Post written by Donald Swartz, President and Principal at Swartz + Associates, Inc. | Lover of Chiefs, Royals and golf | Avid “Cruiser” | Poker Enthusiast
If you have school age kids, February seems to be the time of grinding through homework. Winter break is over and Spring Break is still 45+ days away. The weather (at least traditionally) isn’t great and teachers are accused of piling it on! With that in mind, I thought I would go to my lesson book and discuss….. Property Taxes 101.
Johnson County, KS valuation notices are being mailed to taxpayers who own commercial real estate this week (all other properties will be mailed out the last week in February). We believe values should be consistent with the previous year’s values with an exception in the multi-family sector.
The multi-family development continues to be rising across the Kansas City metro area and Johnson County is no exception. As you receive your notices, pay attention to the 3-year history on the notice. Has your valuation increased, remained steady or possibly decreased over the past 3 years? If you’re experiencing steady increases in value, there could be a few reasons for this increase:
- The property may be below market value and an increase is warranted.
- Market rents are increasing, driving the value of the property upward.
- Capitalization rates have decreased over the past few years. When capitalization rates decrease, market valuations increase.
This last point seems counterintuitive – how can a valuation go up when a rate of return goes down?
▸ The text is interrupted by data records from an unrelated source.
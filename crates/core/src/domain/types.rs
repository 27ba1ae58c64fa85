use serde::{Deserialize, Serialize};

/// 1始まりの原文チャンク
#[derive(Debug, Clone, PartialEq, Eq, Serialize, Deserialize)]
pub struct Chunk {
    pub index: usize,
    pub text: String,
    /// トークナイザーサービス由来、またはフォールバック時の推定値
    pub estimated_tokens: Option<usize>,
}

/// 1文字あたりのトークン推定値（フォールバック分割用）
pub const CHARS_PER_TOKEN_ESTIMATE: usize = 4;

/// モデルごとのチャンクサイズ目標
#[derive(Debug, Clone, Copy, PartialEq, Eq, Serialize, Deserialize)]
pub struct ChunkingBudget {
    pub max_tokens: usize,
    pub chars_per_token: usize,
}

impl ChunkingBudget {
    pub fn new(max_tokens: usize) -> Self {
        Self {
            max_tokens,
            chars_per_token: CHARS_PER_TOKEN_ESTIMATE,
        }
    }

    /// フォールバック分割で使う最大文字数
    pub fn max_chars(&self) -> usize {
        self.max_tokens.saturating_mul(self.chars_per_token)
    }
}

/// 1リクエスト分の翻訳要求（チャンク翻訳・要約の両方で使う）
#[derive(Debug, Clone, PartialEq, Serialize)]
pub struct TranslationRequest {
    pub prompt: String,
    pub model: String,
    pub temperature: f32,
    pub stream: bool,
}

/// 用語集カテゴリ（閉じた列挙）
#[derive(Debug, Clone, Copy, PartialEq, Eq, Hash, Serialize, Deserialize)]
#[serde(rename_all = "snake_case")]
pub enum GlossaryCategory {
    Characters,
    Locations,
    Techniques,
    Items,
    Concepts,
    Titles,
    Organizations,
    Other,
}

impl GlossaryCategory {
    /// プロンプト整形時の走査順
    pub const ALL: [GlossaryCategory; 8] = [
        Self::Characters,
        Self::Locations,
        Self::Techniques,
        Self::Items,
        Self::Concepts,
        Self::Titles,
        Self::Organizations,
        Self::Other,
    ];

    /// 人名系カテゴリか（事前置換の対象外）
    pub fn is_character(&self) -> bool {
        matches!(self, Self::Characters)
    }

    pub fn as_str(&self) -> &'static str {
        match self {
            Self::Characters => "characters",
            Self::Locations => "locations",
            Self::Techniques => "techniques",
            Self::Items => "items",
            Self::Concepts => "concepts",
            Self::Titles => "titles",
            Self::Organizations => "organizations",
            Self::Other => "other",
        }
    }

    pub fn parse(s: &str) -> Option<Self> {
        Self::ALL
            .into_iter()
            .find(|c| c.as_str().eq_ignore_ascii_case(s.trim()))
    }
}

/// 用語集エントリ
#[derive(Debug, Clone, PartialEq, Eq, Serialize, Deserialize)]
pub struct GlossaryTerm {
    pub id: Option<String>,
    pub source_term: String,
    pub target_translation: String,
    pub category: GlossaryCategory,
}

impl GlossaryTerm {
    pub fn new(
        source_term: impl Into<String>,
        target_translation: impl Into<String>,
        category: GlossaryCategory,
    ) -> Self {
        Self {
            id: None,
            source_term: source_term.into(),
            target_translation: target_translation.into(),
            category,
        }
    }
}

/// 文書全体に共通するプロンプト文脈（全チャンクに同じ値を適用）
#[derive(Debug, Clone, Default, PartialEq, Eq, Serialize, Deserialize)]
pub struct DocumentContext {
    pub source_language: String,
    pub target_language: String,
    pub fandom_context: String,
    pub notes: String,
    /// ユーザーが与える前章の要約（実行中は固定）
    pub previous_chapter_summary: String,
}

/// 保存対象のテキスト欄
#[derive(Debug, Clone, Copy, PartialEq, Eq, Serialize, Deserialize)]
#[serde(rename_all = "snake_case")]
pub enum TextField {
    Source,
    Prompt,
    Fandom,
    Notes,
    Output,
    ChapterSummary,
}

impl TextField {
    pub const ALL: [TextField; 6] = [
        Self::Source,
        Self::Prompt,
        Self::Fandom,
        Self::Notes,
        Self::Output,
        Self::ChapterSummary,
    ];

    /// ストレージ上のキー名
    pub fn key(&self) -> &'static str {
        match self {
            Self::Source => "translationContent",
            Self::Prompt => "promptContent",
            Self::Fandom => "fandomContent",
            Self::Notes => "notesContent",
            Self::Output => "outputContent",
            Self::ChapterSummary => "summaryContent",
        }
    }

    pub fn parse(s: &str) -> Option<Self> {
        match s.trim().to_ascii_lowercase().as_str() {
            "source" => Some(Self::Source),
            "prompt" => Some(Self::Prompt),
            "fandom" => Some(Self::Fandom),
            "notes" => Some(Self::Notes),
            "output" => Some(Self::Output),
            "summary" | "chapter_summary" => Some(Self::ChapterSummary),
            _ => None,
        }
    }
}
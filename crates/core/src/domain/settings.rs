use std::collections::HashMap;

use serde::{Deserialize, Serialize};

/// 翻訳実行設定
#[derive(Debug, Clone, PartialEq, Serialize, Deserialize)]
#[serde(default)]
pub struct TranslationSettings {
    /// 選択中のモデルID（例: "deepseek-chat", "grok-3"）
    pub model: String,
    /// サンプリング温度 [0, 2]
    pub temperature: f32,
    /// ストリーミング出力を使うか
    pub stream: bool,
    /// チャンク間要約を生成して後続チャンクに渡すか
    pub inter_chunk_summaries: bool,
    pub source_language: String,
    pub target_language: String,
    /// {glossary_terms} に人名系カテゴリのみ出力する
    pub glossary_characters_only: bool,
    /// 非人名系用語をチャンク原文に事前置換する（実験的）
    pub glossary_substitution: bool,
    /// ストリーム出力をまとめて反映する間隔（ミリ秒）
    pub flush_interval_ms: u64,
    /// モデルID -> チャンクのトークン上限
    pub chunk_token_overrides: HashMap<String, usize>,
    /// トークナイザーサービスのURL（None ならローカル分割のみ）
    pub tokenizer_url: Option<String>,
    pub api_keys: ApiKeys,
}

/// プロバイダー別 API キー
#[derive(Debug, Clone, Default, PartialEq, Eq, Serialize, Deserialize)]
#[serde(default)]
pub struct ApiKeys {
    pub xai: Option<String>,
    pub deepseek: Option<String>,
    pub openrouter: Option<String>,
}

pub const DEFAULT_TOKENIZER_URL: &str = "http://localhost:5000";
pub const DEFAULT_FLUSH_INTERVAL_MS: u64 = 100;
pub const MAX_TEMPERATURE: f32 = 2.0;

impl TranslationSettings {
    /// 範囲外の値を丸めた設定を返す
    pub fn normalized(mut self) -> Self {
        self.temperature = if self.temperature.is_finite() {
            self.temperature.clamp(0.0, MAX_TEMPERATURE)
        } else {
            Self::default().temperature
        };
        if self.flush_interval_ms == 0 {
            self.flush_interval_ms = DEFAULT_FLUSH_INTERVAL_MS;
        }
        if self.source_language.trim().is_empty() {
            self.source_language = Self::default().source_language;
        }
        if self.target_language.trim().is_empty() {
            self.target_language = Self::default().target_language;
        }
        self
    }

    /// モデル別のトークン上限上書きを取得
    pub fn chunk_token_override(&self, model: &str) -> Option<usize> {
        self.chunk_token_overrides
            .get(model)
            .copied()
            .filter(|v| *v > 0)
    }
}

impl Default for TranslationSettings {
    fn default() -> Self {
        Self {
            model: "deepseek-chat".to_string(),
            temperature: 0.7,
            stream: false,
            inter_chunk_summaries: false,
            source_language: "Japanese".to_string(),
            target_language: "English".to_string(),
            glossary_characters_only: false,
            glossary_substitution: false,
            flush_interval_ms: DEFAULT_FLUSH_INTERVAL_MS,
            chunk_token_overrides: HashMap::new(),
            tokenizer_url: None,
            api_keys: ApiKeys::default(),
        }
    }
}
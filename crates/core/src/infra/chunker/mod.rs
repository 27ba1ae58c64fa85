pub mod http;
mod local;

pub use http::HttpTokenizerService;
pub use local::split_paragraphs;

use std::sync::Arc;

use async_trait::async_trait;
use serde::{Deserialize, Serialize};

use crate::domain::error::TranslateError;
use crate::domain::types::{Chunk, ChunkingBudget, CHARS_PER_TOKEN_ESTIMATE};

/// トークナイザーサービスのエラー
#[derive(Debug, Clone, PartialEq, Eq, thiserror::Error)]
pub enum TokenizerError {
    #[error("Tokenizer service unavailable: {0}")]
    Unavailable(String),
    #[error("Tokenizer service error: {status} - {message}")]
    Http { status: u16, message: String },
    #[error("Malformed tokenizer response: {0}")]
    Malformed(String),
}

/// `POST /chunk` のレスポンス
#[derive(Debug, Clone, Default, PartialEq, Eq, Serialize, Deserialize)]
pub struct ChunkResponse {
    pub chunks: Vec<String>,
    #[serde(default)]
    pub chunk_count: usize,
    #[serde(default)]
    pub actual_total_tokens_in_chunks: usize,
    #[serde(default)]
    pub max_tokens_setting: Option<usize>,
}

/// トークン単位の分割・計数を行う外部サービス
#[async_trait]
pub trait TokenizerService: Send + Sync {
    /// 利用可能か（タイムアウト付き）
    async fn health(&self) -> bool;

    async fn chunk(&self, text: &str, max_tokens: usize) -> Result<ChunkResponse, TokenizerError>;

    async fn count_tokens(&self, text: &str) -> Result<usize, TokenizerError>;

    fn name(&self) -> &str;
}

/// 原文をチャンクに分ける
///
/// トークナイザーサービスが使えればその結果をそのまま使い、
/// 使えなければ段落単位のローカル分割に切り替える。
#[derive(Clone, Default)]
pub struct TextChunker {
    tokenizer: Option<Arc<dyn TokenizerService>>,
}

impl TextChunker {
    /// ローカル分割のみ
    pub fn local() -> Self {
        Self { tokenizer: None }
    }

    pub fn with_tokenizer(tokenizer: Arc<dyn TokenizerService>) -> Self {
        Self {
            tokenizer: Some(tokenizer),
        }
    }

    pub fn tokenizer(&self) -> Option<&Arc<dyn TokenizerService>> {
        self.tokenizer.as_ref()
    }

    pub async fn split(
        &self,
        text: &str,
        budget: ChunkingBudget,
    ) -> Result<Vec<Chunk>, TranslateError> {
        let trimmed = text.trim();
        if trimmed.is_empty() {
            return Ok(Vec::new());
        }
        if budget.max_chars() == 0 {
            return Err(TranslateError::ChunkingSetup(format!(
                "invalid chunk budget: {} tokens",
                budget.max_tokens
            )));
        }

        if let Some(tokenizer) = &self.tokenizer {
            match self.split_remote(tokenizer.as_ref(), text, budget).await {
                Ok(chunks) => return Ok(chunks),
                Err(e) => {
                    log::warn!("トークナイザーを使えないためローカル分割に切り替えます: {e}");
                }
            }
        }

        let pieces = split_paragraphs(text, budget.max_chars());
        let chunks = finalize(pieces, trimmed, |piece| {
            Some(piece.chars().count().div_ceil(budget.chars_per_token.max(1)))
        });
        log::info!(
            "ローカル分割: {} チャンク (上限 {} 文字)",
            chunks.len(),
            budget.max_chars()
        );
        Ok(chunks)
    }

    async fn split_remote(
        &self,
        tokenizer: &dyn TokenizerService,
        text: &str,
        budget: ChunkingBudget,
    ) -> Result<Vec<Chunk>, TokenizerError> {
        if !tokenizer.health().await {
            return Err(TokenizerError::Unavailable(format!(
                "{} health check failed",
                tokenizer.name()
            )));
        }

        let response = tokenizer.chunk(text, budget.max_tokens).await?;
        let non_empty = response.chunks.iter().filter(|c| !c.trim().is_empty()).count();
        if non_empty == 0 {
            return Err(TokenizerError::Malformed("no chunks returned".to_string()));
        }

        let average = if response.actual_total_tokens_in_chunks > 0 {
            Some(response.actual_total_tokens_in_chunks / response.chunks.len().max(1))
        } else {
            None
        };
        let chunks = finalize(response.chunks, text.trim(), |_| average);
        log::info!(
            "トークナイザー分割: {} チャンク (合計 {} トークン)",
            chunks.len(),
            response.actual_total_tokens_in_chunks
        );
        Ok(chunks)
    }
}

/// 空チャンクを除いて番号を振る。全て消えた場合は原文全体を1チャンクにする。
fn finalize(
    pieces: Vec<String>,
    trimmed_input: &str,
    estimate: impl Fn(&str) -> Option<usize>,
) -> Vec<Chunk> {
    let mut texts: Vec<String> = pieces
        .into_iter()
        .filter(|p| !p.trim().is_empty())
        .collect();
    if texts.is_empty() && !trimmed_input.is_empty() {
        texts.push(trimmed_input.to_string());
    }

    texts
        .into_iter()
        .enumerate()
        .map(|(i, text)| Chunk {
            index: i + 1,
            estimated_tokens: estimate(&text),
            text,
        })
        .collect()
}

/// トークン数の概算（4文字 ≒ 1トークン）
pub fn estimate_tokens(text: &str) -> usize {
    text.chars().count().div_ceil(CHARS_PER_TOKEN_ESTIMATE)
}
Let’s take a look at this example:
Investor A owns a multi-tenant property producing an annual net income (income remaining after operating expenses) of $100,000. Investor A purchased the property several years ago for $1,000,000. In simplistic terms, the annual return on this investment is 10% (the capitalization rate determined by $100,000 /$1,000,000).
Suppose Investor B approaches Investor A about purchasing the property. In today’s market, Investor B has made the determination an 8.5% return on investment is a good return for this type of property. Based upon the net income of $100,000, Investor B would be willing to pay approximately $1,175,000 ($100,000 Net income / .085) for the property. The lower the rate of return demanded on an income stream, the higher the value of the property. This Income Approach to Value is one of three methods employed by county jurisdictions to determine valuations for property tax purposes.
Speaking of valuation methods……
Last year at this time, I mentioned how the struggles in the energy sector (namely coal) could affect values. Recently, we successfully negotiated a significant reduction for a client in the coal industry. Under the Cost Approach to Value, we met with county and state officials familiar with the properties. Under this approach, the valuation is determined by taking the replacement cost new of an asset, deducting an amount by applying physical depreciation based upon the age, condition and type as normal “wear and tear”. Additional depreciation can be granted based upon economic factors affecting the industry or functional issues affecting the asset itself. These factors create obsolescence and can be deducted from a valuation.
In this situation, we were able to provide information to the county based upon multiple interviews with our client; understanding current and future markets and our expertise in the industry. As a result of our analysis, our client received a double-digit economic obsolescence adjustment to the entire property – big win for our client and a significant reduction in property taxes.